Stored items
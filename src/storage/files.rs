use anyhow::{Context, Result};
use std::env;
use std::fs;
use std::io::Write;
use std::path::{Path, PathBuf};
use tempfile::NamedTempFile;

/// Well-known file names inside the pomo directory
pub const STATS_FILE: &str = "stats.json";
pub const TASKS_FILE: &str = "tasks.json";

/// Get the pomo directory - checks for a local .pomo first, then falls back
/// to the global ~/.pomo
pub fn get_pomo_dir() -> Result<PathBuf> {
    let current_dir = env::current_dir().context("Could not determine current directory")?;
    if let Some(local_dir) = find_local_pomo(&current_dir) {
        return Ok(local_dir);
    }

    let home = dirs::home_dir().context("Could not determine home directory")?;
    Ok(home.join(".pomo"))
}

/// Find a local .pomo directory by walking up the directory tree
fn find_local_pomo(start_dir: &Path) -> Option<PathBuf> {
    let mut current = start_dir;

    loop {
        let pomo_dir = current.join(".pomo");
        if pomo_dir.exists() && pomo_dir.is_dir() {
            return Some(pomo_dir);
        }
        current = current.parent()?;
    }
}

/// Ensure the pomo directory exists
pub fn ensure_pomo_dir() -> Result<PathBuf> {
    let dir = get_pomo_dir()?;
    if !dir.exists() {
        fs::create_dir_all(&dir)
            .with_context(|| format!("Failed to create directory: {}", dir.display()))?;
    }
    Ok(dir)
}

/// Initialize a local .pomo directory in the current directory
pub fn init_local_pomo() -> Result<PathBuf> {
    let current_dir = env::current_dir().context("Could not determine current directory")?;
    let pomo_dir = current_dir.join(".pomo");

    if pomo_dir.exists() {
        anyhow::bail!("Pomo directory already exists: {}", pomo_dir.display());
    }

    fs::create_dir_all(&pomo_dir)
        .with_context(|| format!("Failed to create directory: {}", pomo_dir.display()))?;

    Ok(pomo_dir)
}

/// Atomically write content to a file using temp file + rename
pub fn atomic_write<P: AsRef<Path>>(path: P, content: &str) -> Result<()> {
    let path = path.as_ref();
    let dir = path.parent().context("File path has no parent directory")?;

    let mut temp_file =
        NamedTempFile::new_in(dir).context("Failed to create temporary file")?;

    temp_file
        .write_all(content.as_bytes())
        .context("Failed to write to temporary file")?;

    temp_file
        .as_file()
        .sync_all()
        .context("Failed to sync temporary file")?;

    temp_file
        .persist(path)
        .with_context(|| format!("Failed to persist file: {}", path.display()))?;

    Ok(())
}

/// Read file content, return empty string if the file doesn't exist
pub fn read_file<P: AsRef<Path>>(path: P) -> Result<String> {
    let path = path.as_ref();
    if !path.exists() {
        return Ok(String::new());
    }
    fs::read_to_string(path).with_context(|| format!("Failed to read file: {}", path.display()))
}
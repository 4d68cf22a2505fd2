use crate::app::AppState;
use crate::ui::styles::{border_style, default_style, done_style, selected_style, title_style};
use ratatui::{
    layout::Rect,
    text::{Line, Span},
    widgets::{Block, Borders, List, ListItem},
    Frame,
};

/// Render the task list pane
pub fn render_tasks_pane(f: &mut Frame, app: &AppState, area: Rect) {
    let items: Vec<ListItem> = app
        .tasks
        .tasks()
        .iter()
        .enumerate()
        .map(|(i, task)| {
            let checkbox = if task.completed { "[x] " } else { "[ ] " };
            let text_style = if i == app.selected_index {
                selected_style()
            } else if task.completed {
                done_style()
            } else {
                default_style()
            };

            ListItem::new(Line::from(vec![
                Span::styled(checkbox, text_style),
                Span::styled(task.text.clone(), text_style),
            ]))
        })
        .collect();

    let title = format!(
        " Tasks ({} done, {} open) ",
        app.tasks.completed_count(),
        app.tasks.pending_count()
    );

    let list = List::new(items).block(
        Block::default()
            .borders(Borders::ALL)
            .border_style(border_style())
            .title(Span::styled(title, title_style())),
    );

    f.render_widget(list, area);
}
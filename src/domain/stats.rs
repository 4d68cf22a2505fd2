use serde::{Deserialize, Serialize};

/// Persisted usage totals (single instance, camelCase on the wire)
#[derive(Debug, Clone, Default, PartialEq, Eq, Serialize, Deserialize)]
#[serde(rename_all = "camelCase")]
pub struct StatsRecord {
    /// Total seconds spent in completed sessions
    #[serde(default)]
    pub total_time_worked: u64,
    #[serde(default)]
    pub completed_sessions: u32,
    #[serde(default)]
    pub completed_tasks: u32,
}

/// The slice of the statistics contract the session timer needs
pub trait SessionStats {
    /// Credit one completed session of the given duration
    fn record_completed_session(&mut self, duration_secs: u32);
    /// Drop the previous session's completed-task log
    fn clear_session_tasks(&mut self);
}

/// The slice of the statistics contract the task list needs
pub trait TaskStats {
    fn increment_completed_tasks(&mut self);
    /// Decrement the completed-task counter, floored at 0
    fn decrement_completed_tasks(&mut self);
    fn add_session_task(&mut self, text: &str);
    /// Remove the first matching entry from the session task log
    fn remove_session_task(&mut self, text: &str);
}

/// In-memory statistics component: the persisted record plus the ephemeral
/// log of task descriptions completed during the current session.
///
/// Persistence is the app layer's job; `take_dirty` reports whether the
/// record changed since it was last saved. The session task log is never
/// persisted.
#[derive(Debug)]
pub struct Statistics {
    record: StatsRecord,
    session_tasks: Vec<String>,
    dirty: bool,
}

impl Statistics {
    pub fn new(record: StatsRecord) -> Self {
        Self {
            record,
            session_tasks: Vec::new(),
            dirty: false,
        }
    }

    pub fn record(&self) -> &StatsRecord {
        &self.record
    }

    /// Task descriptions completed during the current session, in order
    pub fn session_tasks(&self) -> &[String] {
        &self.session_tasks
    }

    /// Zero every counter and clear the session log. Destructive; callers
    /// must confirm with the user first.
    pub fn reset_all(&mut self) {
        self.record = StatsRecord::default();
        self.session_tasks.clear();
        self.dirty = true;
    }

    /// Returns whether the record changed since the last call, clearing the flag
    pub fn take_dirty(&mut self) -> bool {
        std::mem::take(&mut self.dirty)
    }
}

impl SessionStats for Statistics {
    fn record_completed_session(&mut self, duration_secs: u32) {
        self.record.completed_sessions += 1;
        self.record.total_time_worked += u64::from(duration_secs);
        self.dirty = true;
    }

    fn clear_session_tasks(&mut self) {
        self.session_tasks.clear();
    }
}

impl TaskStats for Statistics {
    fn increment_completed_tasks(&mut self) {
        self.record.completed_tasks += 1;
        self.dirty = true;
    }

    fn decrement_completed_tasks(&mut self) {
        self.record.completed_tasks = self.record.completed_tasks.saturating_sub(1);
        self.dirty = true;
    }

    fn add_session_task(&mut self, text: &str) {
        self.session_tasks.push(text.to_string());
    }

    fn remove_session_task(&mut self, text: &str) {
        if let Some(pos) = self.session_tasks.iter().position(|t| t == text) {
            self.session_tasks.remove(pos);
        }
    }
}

Aim of the task. Pick out the lines above that hold the string "AsRef" and show them.

Answer box.
pub fn atomic_write<P: AsRef<Path>>(path: P, content: &str) -> Result<()> {
pub fn read_file<P: AsRef<Path>>(path: P) -> Result<String> {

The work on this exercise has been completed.